I may practice my jig accuracy on the 9ft gator OBPD re-located into one of my favorite bream ponds yesterday. I'll have to go hookless though, cause I'm sure he'll eat whatever offerings I present.


----------



## Trophyhusband (Nov 30, 2011)

MillerTime said:


> Im down for doing something like this. I can help either either in my boat or hobie.


Find someone to drive your boat and you can do both. I would let you borrow my father-in-law, but he'll be driving my boat.


----------



## Trophyhusband (Nov 30, 2011)

Wilbur said:


> Nice fish fellas. I'm in! Going to buy a VHF soon. Sounds like a blast.


I asked Santa for one, but if Santa doesn't come through I'm getting one anyway.


----------



## MillerTime (Jul 6, 2011)

Trophyhusband said:


> Find someone to drive your boat and you can do both. I would let you borrow my father-in-law, but he'll be driving my boat.


I'm sure my wife wouldn't mind too much. She keeps telling me that whenever I get out into the gulf if I need anything of hook into something too big for the kayak just call her and she can come out and help out.


----------



## Trophyhusband (Nov 30, 2011)

MillerTime said:


> I'm sure my wife wouldn't mind too much. She keeps telling me that whenever I get out into the gulf if I need anything of hook into something too big for the kayak just call her and she can come out and help out.


If your wife can drive the boat, you're in good shape. My wife gets seasick driving over a bridge.


----------



## bnz (May 18, 2011)

Got this one over in Jax last year. They come in at the end of April first of May. Caught it by throwing a pogie onto the back of a manta ray that swam by my yak. No time for yak side pics, as soon as I thought it was sufficiently tired enough I put it in my fishbox as fast as I could.


----------



## oxbeast1210 (Jun 21, 2010)

what yak is that cool fishbox


----------



## bnz (May 18, 2011)

Kaskazi Dorado:


----------



## oxbeast1210 (Jun 21, 2010)

looks like it would b really fast


----------



## bnz (May 18, 2011)

Speed is one part, but even moreso they are very efficient on the water. I cover more ground with less effort in my kaskazi yaks more than any other yak I've paddled myself, or have fished around. There aren't many fishing kayaks that handle big water as well as these either.  None made here in the States can compare in my opinion.

The cobia I caught was 3 miles off the beach and I was just out there chasing pogie pods around when I spotted the manta ray. Fishing that far off the beach in my old 160i or Phoenix 160 used to be much more work than I expend now.


----------



## need2fish (Oct 2, 2007)

PBTH said:


> Brandon, only you are classy enough to wear a collared shirt kayak fishing. I just wouldn't be able to pull such a thing off.
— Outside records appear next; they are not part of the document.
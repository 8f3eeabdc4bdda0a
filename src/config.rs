//! Command line arguments and user configuration bootstrap
//!
//! The first run populates `~/.openocd-launch/` with a working set of
//! templates: a gdbinit pair, an OpenOCD board config, and the launcher
//! template itself.

use std::path::{Path, PathBuf};

use clap::Parser;
use tracing::info;

use crate::error::{ConfigError, Result};

/// Launcher template file name inside the config directory
pub const CONFIG_FILE_NAME: &str = "openocd-launch.cfg";

/// Command line arguments
#[derive(Parser, Debug)]
#[command(name = "openocd-launch")]
#[command(about = "Configuration driven launcher and remote control for OpenOCD debug sessions")]
#[command(version)]
pub struct Args {
    /// Section in the config file to run
    #[arg(value_name = "SECTION")]
    pub section: Option<String>,

    /// Target ELF image
    #[arg(value_name = "ELF")]
    pub elf: Option<PathBuf>,

    /// Config file (defaults to ~/.openocd-launch/openocd-launch.cfg)
    #[arg(short = 'c', value_name = "CONFIG")]
    pub config: Option<PathBuf>,

    /// CPU clock frequency in Hz (used with ITM logging)
    #[arg(long, value_name = "FREQ")]
    pub fcpu: Option<u32>,

    /// Dry run: print the resolved commands without executing anything
    #[arg(short = 'd')]
    pub dry_run: bool,

    /// Log level (error, warn, info, debug, trace)
    #[arg(long, default_value = "warn")]
    pub log_level: String,

    /// Log file path (defaults to stderr)
    #[arg(long)]
    pub log_file: Option<PathBuf>,
}

/// User configuration directory, `~/.openocd-launch`
pub fn config_dir() -> Result<PathBuf> {
    let home = std::env::var("HOME").map_err(|_| ConfigError::NoHome)?;
    Ok(PathBuf::from(home).join(".openocd-launch"))
}

/// Populate the config directory with default templates if it is absent.
pub fn create_default_config(dir: &Path) -> Result<()> {
    if dir.exists() {
        return Ok(());
    }
    info!("creating default configuration in {}", dir.display());
    std::fs::create_dir_all(dir)?;
    std::fs::write(dir.join("gdbinit"), DEFAULT_GDBINIT)?;
    std::fs::write(dir.join("openocd_gdbinit"), DEFAULT_OPENOCD_GDBINIT)?;
    std::fs::write(dir.join("openocd.cfg"), DEFAULT_OPENOCD_CFG)?;
    std::fs::write(dir.join(CONFIG_FILE_NAME), DEFAULT_LAUNCH_CFG)?;
    Ok(())
}

/// Path of the default launcher template; the directory must exist.
pub fn default_config_file(dir: &Path) -> Result<PathBuf> {
    let path = dir.join(CONFIG_FILE_NAME);
    if !path.is_file() {
        return Err(ConfigError::CannotOpenConfig(path.display().to_string()).into());
    }
    Ok(path)
}

const DEFAULT_GDBINIT: &str = "\
tui enable
layout split
focus cmd
set print pretty
set print asm-demangle on
set mem inaccessible-by-default off
set pagination off
compare-sections
b main
";

const DEFAULT_OPENOCD_GDBINIT: &str = "\
define restart
  mon reset halt
end

define rerun
  mon reset halt
  c
end
";

const DEFAULT_OPENOCD_CFG: &str = r#"source [find interface/cmsis-dap.cfg]

transport select swd
source [find target/stm32f4x.cfg]
reset_config none

proc itm_log { OUTPUT F_CPU {BAUDRATE 2000000} } {
	tpiu create itm.tpiu -dap [dap names] -ap-num 0 -protocol uart
	itm.tpiu configure -traceclk $F_CPU -pin-freq $BAUDRATE -output $OUTPUT
	itm.tpiu enable
	tpiu init
	itm port 0 on
}

proc program_device { SOURCE } {
	program $SOURCE verify
	reset run
	shutdown
}

init
"#;

const DEFAULT_LAUNCH_CFG: &str = r#"[DEFAULT]
config_path: @CONFIG@
# gdb defaults
config.1: gdbinit
config.2: openocd_gdbinit
gdb_executable: arm-none-eabi-gdb-py
gdb_args: -ex "target extended-remote :3333" -x @config.1@ -x @config.2@ @ELFFILE@
# openocd defaults
openocd_executable: openocd
config.ocd: openocd.cfg
openocd_args: -f @config.ocd@

# User defined keys
gdb_pipe_gui: -iex 'target extended | openocd -c \"gdb_port pipe\" -f @config.ocd@'
gdb_pipe: -iex 'target extended | openocd -c "gdb_port pipe" -f @config.ocd@'

# User sections
[program]
openocd_args: -f @config.ocd@ -c "program_device {@ELFFILE@}"
mode: openocd

[log-itm]
openocd_args: -f @config.ocd@ -c "itm_log @TMPFILE@ @FCPU@"
mode: openocd

[gdb]
mode: gdb_openocd

[gui]
gdb_executable: gdbgui
gdb_args: '--gdb-cmd=${DEFAULT:gdb_executable} -ex "target extended-remote :3333" -x @config.1@ -x @config.2@ @ELFFILE@'
mode: gdb_openocd

# Gnome-terminal log
[gdb-log]
gdb_args: ${gdb_pipe} -x @config.1@ -x @config.2@ -ex "set logging file @TMPFILE@" -ex "set logging on" @ELFFILE@
spawn_process: gnome-terminal -- bash -c "tail -f @TMPFILE@"
mode: gdb

[gdb-pipe]
gdb_args: ${gdb_pipe} -x @config.1@ -x @config.2@ @ELFFILE@
mode: gdb

[gui-pipe]
gdb_executable: gdbgui
gdb_args: --gdb-cmd="${DEFAULT:gdb_executable} ${gdb_pipe_gui} -x @config.1@ -x @config.2@ @ELFFILE@"
mode: gdb
"#;

#[cfg(test)]
mod tests {
    use super::*;
    use crate::plan::{resolve, SubstitutionContext};
    use crate::template::parse_section;

    #[test]
    fn test_args_parsing_defaults() {
        let args = Args::parse_from(["openocd-launch"]);
        assert!(args.section.is_none());
        assert!(args.elf.is_none());
        assert!(args.config.is_none());
        assert!(args.fcpu.is_none());
        assert!(!args.dry_run);
        assert_eq!(args.log_level, "warn");
    }

    #[test]
    fn test_args_parsing_with_options() {
        let args = Args::parse_from([
            "openocd-launch",
            "program",
            "firmware.elf",
            "-c",
            "custom.cfg",
            "--fcpu",
            "8000000",
            "-d",
        ]);
        assert_eq!(args.section.as_deref(), Some("program"));
        assert_eq!(args.elf.unwrap().to_str().unwrap(), "firmware.elf");
        assert_eq!(args.config.unwrap().to_str().unwrap(), "custom.cfg");
        assert_eq!(args.fcpu, Some(8_000_000));
        assert!(args.dry_run);
    }

    #[test]
    fn test_bootstrap_populates_templates_once() {
        let root = tempfile::tempdir().unwrap();
        let dir = root.path().join(".openocd-launch");

        create_default_config(&dir).unwrap();
        for file in ["gdbinit", "openocd_gdbinit", "openocd.cfg", CONFIG_FILE_NAME] {
            assert!(dir.join(file).is_file(), "{file} missing");
        }

        // A second run leaves user edits alone.
        std::fs::write(dir.join("gdbinit"), "customized\n").unwrap();
        create_default_config(&dir).unwrap();
        let content = std::fs::read_to_string(dir.join("gdbinit")).unwrap();
        assert_eq!(content, "customized\n");

        assert_eq!(default_config_file(&dir).unwrap(), dir.join(CONFIG_FILE_NAME));
    }

    #[test]
    fn test_default_config_file_missing_fails() {
        let root = tempfile::tempdir().unwrap();
        let err = default_config_file(root.path()).unwrap_err();
        assert!(err.to_string().contains("cannot open config file"));
    }

    #[test]
    fn test_default_template_program_section_resolves() {
        let section = parse_section(DEFAULT_LAUNCH_CFG, "program").unwrap();
        let ctx = SubstitutionContext {
            config_dir: "/home/user/.openocd-launch".to_string(),
            image: "blink.elf".to_string(),
            fcpu: None,
        };
        let plan = resolve(&section, &ctx).unwrap();
        assert_eq!(plan.get("mode"), Some("openocd"));
        assert_eq!(
            plan.get("openocd_args"),
            Some(
                "-f /home/user/.openocd-launch/openocd.cfg -c \"program_device {blink.elf}\""
            )
        );
    }

    #[test]
    fn test_default_template_gdb_log_section_pairs_tmpfile() {
        let section = parse_section(DEFAULT_LAUNCH_CFG, "gdb-log").unwrap();
        let ctx = SubstitutionContext {
            config_dir: "/home/user/.openocd-launch".to_string(),
            image: "blink.elf".to_string(),
            fcpu: None,
        };
        let plan = resolve(&section, &ctx).unwrap();
        assert!(plan.has_temp_file());
        let tmp = plan.temp_file_path().unwrap().display().to_string();
        assert!(plan.get("gdb_args").unwrap().contains(&tmp));
        assert!(plan.spawn_process().unwrap().contains(&tmp));
        // The piped gdb arguments picked up the resolved board config.
        assert!(plan
            .get("gdb_args")
            .unwrap()
            .contains("/home/user/.openocd-launch/openocd.cfg"));
    }

    #[test]
    fn test_default_template_log_itm_requires_fcpu() {
        let section = parse_section(DEFAULT_LAUNCH_CFG, "log-itm").unwrap();
        let ctx = SubstitutionContext {
            config_dir: "/cfg".to_string(),
            image: String::new(),
            fcpu: None,
        };
        let err = resolve(&section, &ctx).unwrap_err();
        assert!(err.to_string().contains("--fcpu is missing"));
    }
}
//! Execution control
//!
//! Dispatches a validated plan to its execution strategy. The strategy is
//! selected once at construction: local process spawning, or remote agent
//! calls when the plan names a remote host. The mode state machine runs on
//! top of it (spawn, settle, run, terminate) with server cleanup guaranteed
//! on every exit path.

use std::path::{Path, PathBuf};
use std::time::Duration;

use tokio_util::sync::CancellationToken;
use tracing::{debug, info};

use crate::error::{ConfigError, ProcessError, Result};
use crate::plan::{Mode, ResolvedPlan};
use crate::process::{self, BackgroundProcess};
use crate::remote::{ChannelSecurity, RpcClient};

/// Settle time before confirming the background server is still alive
const SERVER_SETTLE: Duration = Duration::from_millis(100);

#[derive(Debug)]
enum Strategy {
    Local,
    Remote(RpcClient),
}

/// Runs one resolved plan to completion
#[derive(Debug)]
pub struct Controller {
    strategy: Strategy,
}

impl Controller {
    /// Select the execution strategy from the resolved plan.
    ///
    /// Secure remote channels require the pre-shared `cert_auth_key`;
    /// plaintext must be opted into with `tls_mode: disabled`.
    pub fn from_plan(plan: &ResolvedPlan) -> Result<Self> {
        let strategy = match plan.remote_host() {
            Some(host) => {
                let security = if plan.tls_disabled() {
                    ChannelSecurity::Insecure
                } else {
                    ChannelSecurity::Secure {
                        auth_key: plan.auth_key()?.to_string(),
                        root_cert: plan.get("tls_root_cert").map(PathBuf::from),
                    }
                };
                debug!("remote strategy selected for {}", host);
                Strategy::Remote(RpcClient::new(host, security))
            }
            None => Strategy::Local,
        };
        Ok(Self { strategy })
    }

    pub async fn execute(
        &self,
        plan: &ResolvedPlan,
        mode: Mode,
        cancel: &CancellationToken,
    ) -> Result<()> {
        if let Some(command) = plan.spawn_process() {
            match &self.strategy {
                Strategy::Local => process::spawn_detached(command)?,
                Strategy::Remote(_) => return Err(ConfigError::SpawnWithRemote.into()),
            }
        }
        match &self.strategy {
            Strategy::Local => execute_local(plan, mode).await,
            Strategy::Remote(client) => execute_remote(client, plan, mode, cancel).await,
        }
    }
}

async fn execute_local(plan: &ResolvedPlan, mode: Mode) -> Result<()> {
    match mode {
        Mode::GdbOpenocd => debug_with_server(plan).await,
        Mode::Openocd => server_only(plan).await,
        Mode::Gdb => debug_only(plan).await,
        Mode::Log => Err(ConfigError::NotImplemented("log mode".to_string()).into()),
    }
}

async fn execute_remote(
    client: &RpcClient,
    plan: &ResolvedPlan,
    mode: Mode,
    cancel: &CancellationToken,
) -> Result<()> {
    match mode {
        // The remote agent owns the debug server; hold its lock for the
        // lifetime of the local debugger.
        Mode::GdbOpenocd => client.debug_session(cancel, || run_debugger(plan)).await,
        Mode::Gdb => run_debugger(plan).await,
        Mode::Openocd => remote_server_op(client, plan, cancel).await,
        Mode::Log => Err(ConfigError::NotImplemented("log mode".to_string()).into()),
    }
}

/// Background server plus foreground debugger.
///
/// The server is terminated on every exit path, including a failed
/// debugger run.
async fn debug_with_server(plan: &ResolvedPlan) -> Result<()> {
    let executable = plan.openocd_executable()?;
    let args = plan.openocd_args()?;
    process::ensure_not_running(executable)?;

    let mut server = BackgroundProcess::spawn(executable, args, false)?;
    tokio::time::sleep(SERVER_SETTLE).await;
    if !server.is_running() {
        return Err(ProcessError::PrematureExit {
            name: process::display_name(executable),
            code: server.exit_code().unwrap_or(-1),
        }
        .into());
    }
    info!("debug server up; starting debugger");

    let debug_result = run_debugger(plan).await;
    let shutdown = server.terminate().await;
    debug_result?;
    shutdown
}

async fn server_only(plan: &ResolvedPlan) -> Result<()> {
    let executable = plan.openocd_executable()?;
    let args = plan.openocd_args()?;
    process::ensure_not_running(executable)?;

    let mut server = BackgroundProcess::spawn(executable, args, true)?;
    server.wait().await
}

/// Debugger without a controller-owned server.
///
/// Pipe configurations start the server through the debugger itself, so the
/// adapter must still be free.
async fn debug_only(plan: &ResolvedPlan) -> Result<()> {
    if let Some(executable) = plan.get("openocd_executable") {
        process::ensure_not_running(executable)?;
    }
    run_debugger(plan).await
}

async fn run_debugger(plan: &ResolvedPlan) -> Result<()> {
    process::run_blocking(plan.gdb_executable()?, plan.gdb_args()?).await
}

/// Server-only operations delegated to the remote agent. The first token of
/// the configured arguments selects the sub-operation.
async fn remote_server_op(
    client: &RpcClient,
    plan: &ResolvedPlan,
    cancel: &CancellationToken,
) -> Result<()> {
    let args = plan.openocd_args()?;
    let (command, rest) = match args.split_once(char::is_whitespace) {
        Some((command, rest)) => (command, rest.trim()),
        None => (args, ""),
    };
    match command {
        "program" if !rest.is_empty() => {
            client
                .program_device(Path::new(rest), cancel, print_line)
                .await
        }
        "reset" => client.reset_device(cancel, print_line).await,
        "logstream" if !rest.is_empty() => {
            client.log_stream_create(rest, cancel, print_line).await
        }
        _ => Err(ConfigError::InvalidRpcMode(args.to_string()).into()),
    }
}

fn print_line(line: &str) {
    println!("{line}");
}

/// Human-readable summary of what the plan would run, for dry runs.
pub fn dry_run_description(plan: &ResolvedPlan) -> String {
    let mode = plan.get("mode").unwrap_or_default();
    let mut out = String::new();
    if matches!(mode, "gdb_openocd" | "gdb") {
        out.push_str(&format!(
            "gdb: {} {}\n",
            plan.get("gdb_executable").unwrap_or_default(),
            plan.get("gdb_args").unwrap_or_default()
        ));
    }
    if matches!(mode, "gdb_openocd" | "openocd") {
        out.push_str(&format!(
            "openocd: {} {}\n",
            plan.get("openocd_executable").unwrap_or_default(),
            plan.get("openocd_args").unwrap_or_default()
        ));
    }
    if let Some(spawn) = plan.spawn_process() {
        out.push_str(&format!("spawn: {spawn}\n"));
    }
    out
}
LOL - Every time we head out I have to make him take off his tie and wing tips before launch.


----------



## jdhkingfisher (Aug 6, 2010)

yal can have all the boats and vhf fishing. Something about getting one on my own that I wanna tackle. Ive caught a tonnn of ling from 30ft up in a cobia tower lol but last year i had no drivers licence to fish for em from my yak. so, ill inform yal when i bust the first one of the year cause like jim said, with this weather, there will be february fish caught


----------



## wyld3man (Oct 4, 2011)

Trophyhusband said:


> I was thinking the same thing. I can get my father-in-law to drive my boat for a mother ship, get outside video, and tow yaks around. With all the Gopros there should be some great video. Another mother ship and hand held VHF's could allow us to spread out and cover more area to find the fish.



That sounds like a good time, maybe next year for me


----------